Xandra blinked at him. Glaring, she spoke in a teacher's voice. "You would never know how to write letters if you've been so lazy to practice, Manasseh."
He whined, putting his feet up the bench and waving his hand as if to say it's no big deal. "I already know my ABC's, lay it off for a while."
"That's not enough!" Xandra crossed her arms and huffed with her eyes closed. "You came to me first because you said you wanted to know how to write, and I promised I would teach you because you looked so desperate."
She opened her eyes to give him a stern look. "I still haven't forgotten that."
Manasseh went silent for a moment, lost in his own mind. "But what if I told you I didn't want to anymore? To write letters?"
Xandra didn't answer, a slow realization setting in. Her mouth hung agape, eyes dropping to the Myosotis flowers in front of her.
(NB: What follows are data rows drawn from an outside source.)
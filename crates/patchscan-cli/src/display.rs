//! Human-readable output for the patchscan CLI

use console::style;
use patchscan_compare::CompareReport;
use std::time::Duration;

/// Print the update set and run statistics
pub fn print_report(report: &CompareReport, verbose: bool) {
    if report.to_update.is_empty() {
        println!(
            "{} All {} files are up to date",
            style("✓").green().bold(),
            report.manifest_len
        );
    } else {
        println!(
            "{} {} of {} files need an update ({})",
            style("↓").yellow().bold(),
            style(report.to_update.len()).yellow(),
            report.manifest_len,
            style(format_bytes(report.total_update_bytes)).cyan()
        );
        for entry in &report.to_update {
            println!("  {}", entry.name);
        }
    }

    if verbose {
        println!();
        println!("{}", style("Check Statistics:").bold().underlined());
        println!("  Manifest entries: {}", report.manifest_len);
        println!(
            "  Ruled out by pre-scan: {}",
            style(report.prescan_skipped).green()
        );
        println!("  Compared: {}", style(report.scanned).cyan());
        println!(
            "  Duration: {}",
            style(format_duration(report.duration)).blue()
        );
    }
}

/// Format a byte count with binary units
pub fn format_bytes(bytes: u64) -> String {
    const UNITS: &[&str] = &["B", "KB", "MB", "GB", "TB"];
    let mut size = bytes as f64;
    let mut unit_index = 0;

    while size >= 1024.0 && unit_index < UNITS.len() - 1 {
        size /= 1024.0;
        unit_index += 1;
    }

    format!("{:.2} {}", size, UNITS[unit_index])
}

/// Format a duration for display
pub fn format_duration(duration: Duration) -> String {
    let secs = duration.as_secs();
    if secs < 60 {
        format!("{:.2}s", duration.as_secs_f64())
    } else if secs < 3600 {
        format!("{}m {}s", secs / 60, secs % 60)
    } else {
        format!("{}h {}m {}s", secs / 3600, (secs % 3600) / 60, secs % 60)
    }
}

#[cfg(test)]
mod tests {
    use super::*;
    use rstest::rstest;

    #[rstest]
    #[case(0, "0.00 B")]
    #[case(1536, "1.50 KB")]
    #[case(5 * 1024 * 1024, "5.00 MB")]
    fn test_format_bytes(#[case] bytes: u64, #[case] expected: &str) {
        assert_eq!(format_bytes(bytes), expected);
    }

    #[rstest]
    #[case(Duration::from_millis(1500), "1.50s")]
    #[case(Duration::from_secs(125), "2m 5s")]
    #[case(Duration::from_secs(3725), "1h 2m 5s")]
    fn test_format_duration(#[case] duration: Duration, #[case] expected: &str) {
        assert_eq!(format_duration(duration), expected);
    }
}
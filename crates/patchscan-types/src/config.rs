//! Configuration types for patchscan
//!
//! These describe the installation being checked and where its manifest and
//! cache live. They are plain data; layering and validation live in
//! `patchscan-config`.

use std::path::{Path, PathBuf};

/// Worker count for the parallel scan, with validation
#[derive(Debug, Clone, Copy, PartialEq, Eq)]
#[cfg_attr(feature = "serde", derive(serde::Serialize, serde::Deserialize))]
pub struct WorkerCount(usize);

impl WorkerCount {
    /// Minimum worker count
    pub const MIN: usize = 1;
    /// Maximum worker count
    pub const MAX: usize = 256;

    /// Create a new worker count with validation
    pub fn new(count: usize) -> Result<Self, String> {
        if count < Self::MIN {
            Err(format!("Worker count {} is below minimum {}", count, Self::MIN))
        } else if count > Self::MAX {
            Err(format!("Worker count {} exceeds maximum {}", count, Self::MAX))
        } else {
            Ok(Self(count))
        }
    }

    /// Get the worker count value
    pub fn get(self) -> usize {
        self.0
    }

    /// One worker per available processing unit
    pub fn optimal() -> Self {
        let cpu_count = std::thread::available_parallelism()
            .map(|n| n.get())
            .unwrap_or(4);
        Self(cpu_count.clamp(Self::MIN, Self::MAX))
    }
}

impl Default for WorkerCount {
    fn default() -> Self {
        Self::optimal()
    }
}

/// The installation being checked and the exemption rules that apply to it
#[derive(Debug, Clone, PartialEq, Eq)]
#[cfg_attr(feature = "serde", derive(serde::Serialize, serde::Deserialize))]
pub struct InstallConfig {
    /// Root of the game installation
    pub install_dir: PathBuf,
    /// Primary binary-data directory, forward-slash and relative to the root
    pub data_dir: String,
    /// Mod override directory, relative to the root unless absolute
    pub mods_dir: PathBuf,
    /// Manifest-relative name of the game executable
    pub executable_name: String,
    /// Whether files present in the mods directory take precedence
    pub mod_files_enabled: bool,
    /// Whether a locally large-address-aware patched executable is kept
    pub large_address_aware: bool,
}

impl InstallConfig {
    /// Default primary data directory
    pub const DEFAULT_DATA_DIR: &'static str = "data/win32";
    /// Default mods directory
    pub const DEFAULT_MODS_DIR: &'static str = "mods";
    /// Default executable name
    pub const DEFAULT_EXECUTABLE: &'static str = "pso2.exe";

    /// Create a configuration for the given installation root with defaults
    pub fn new<P: AsRef<Path>>(install_dir: P) -> Self {
        Self {
            install_dir: install_dir.as_ref().to_path_buf(),
            ..Self::default()
        }
    }

    /// Enable or disable the mod override rule
    pub fn with_mod_files(mut self, enabled: bool) -> Self {
        self.mod_files_enabled = enabled;
        self
    }

    /// Enable or disable the patched-executable rule
    pub fn with_large_address_aware(mut self, enabled: bool) -> Self {
        self.large_address_aware = enabled;
        self
    }

    /// Absolute path of the primary data directory
    pub fn data_path(&self) -> PathBuf {
        self.install_dir.join(
            self.data_dir
                .split('/')
                .filter(|segment| !segment.is_empty())
                .collect::<PathBuf>(),
        )
    }

    /// Absolute path of the mods directory
    pub fn mods_path(&self) -> PathBuf {
        self.install_dir.join(&self.mods_dir)
    }

    /// Absolute path of the game executable
    pub fn executable_path(&self) -> PathBuf {
        self.install_dir.join(&self.executable_name)
    }
}

impl Default for InstallConfig {
    fn default() -> Self {
        Self {
            install_dir: PathBuf::from("."),
            data_dir: Self::DEFAULT_DATA_DIR.to_string(),
            mods_dir: PathBuf::from(Self::DEFAULT_MODS_DIR),
            executable_name: Self::DEFAULT_EXECUTABLE.to_string(),
            mod_files_enabled: false,
            large_address_aware: false,
        }
    }
}

/// Where the manifest and the metadata cache are fetched from
#[derive(Debug, Clone, PartialEq, Eq, Default)]
#[cfg_attr(feature = "serde", derive(serde::Serialize, serde::Deserialize))]
pub struct DownloadConfig {
    /// Manifest location understood by the manifest source (path or URL)
    pub manifest_location: String,
    /// Cache location understood by the cache store
    pub cache_location: PathBuf,
}

impl DownloadConfig {
    /// Create a download configuration
    pub fn new(manifest_location: impl Into<String>, cache_location: impl Into<PathBuf>) -> Self {
        Self {
            manifest_location: manifest_location.into(),
            cache_location: cache_location.into(),
        }
    }
}

#[cfg(test)]
mod tests {
    use super::*;

    #[test]
    fn test_install_paths_resolve_against_root() {
        let config = InstallConfig::new("/games/pso2");

        assert_eq!(
            config.data_path(),
            Path::new("/games/pso2").join("data").join("win32")
        );
        assert_eq!(config.mods_path(), Path::new("/games/pso2").join("mods"));
        assert_eq!(
            config.executable_path(),
            Path::new("/games/pso2").join("pso2.exe")
        );
    }

    #[test]
    fn test_install_flags_default_off() {
        let config = InstallConfig::default();
        assert!(!config.mod_files_enabled);
        assert!(!config.large_address_aware);

        let config = config.with_mod_files(true).with_large_address_aware(true);
        assert!(config.mod_files_enabled);
        assert!(config.large_address_aware);
    }

    #[test]
    fn test_optimal_worker_count_in_range() {
        let count = WorkerCount::optimal().get();
        assert!(count >= WorkerCount::MIN && count <= WorkerCount::MAX);
    }
}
Manasseh chuckled, waving his hand again nonchalantly. "Don't worry about it. I've learned enough and...I did already write one. Just one." He rubbed the back of his neck. "Although it isn't as good as you might've wanted my writing to be."
"Manasseh...how long? How long have you–" Xandra paused, forcing the words out of her mouth. "How long have you not wanted to write letters?"
Tears formed in her eyes as she looked up at him. "It sounds selfish. But I want to know if I atleast helped." Her voice shook.
A small smile found its way on Manasseh's face, "I can't answer that."
Xandra fell silent, a shaky breath escaping her. Right. He looked up at the boy in front of her. Blindfolded, pale, hair and clothes a mess. Just under his hair and on the seams of his blindfolded, dried blood flaked off.
A corpse.
And yet not. Because when she blinked he'd be gone, and reappear in a quick second.
Xandra's eyes dropped to the forget-me-nots. Her heart twisted. "It's time we end this." His words rang in her mind. She wanted to lift her head, to see if he still had that lifeless smile on his face. To see if he'd lightened up. If the boy she knew was who he still was, or if she knew him at all.
The tears that hung on the corners of her eyes fell and rolled to her chin. Xandra quickly wiped it away, desperately hiding her face in her hair. Because the dreams she's had, they weren't nightmares at all. And she loved them. She cherished every moment she couldn't in the past.
But it was nothing more than playing house.
Xandra lifted her face and gave him a light smile, holding a single Myosotis flower. "It's called forget-me-not for a reason." Xandra's smile widened, reaching her eyes as she tried to give the most energetic voice she could muster.
"It's a promise, to never forget."
Manasseh took the flower with a teasing smile. He twirled it around with a laugh, "Hah! Am I really the kind you'd forget so easily?"
"No, that's the problem."
Manasseh's smile dropped. "Hey, send me off with a smile." He stood up. "Will you?"
Xandra shot up, approaching him as he sat on the rooftop's ledge. "Wait! You're leaving already?"
Her raw eyes filled with distraught, mouth agape. Xandra's hand flailed to catch his arm.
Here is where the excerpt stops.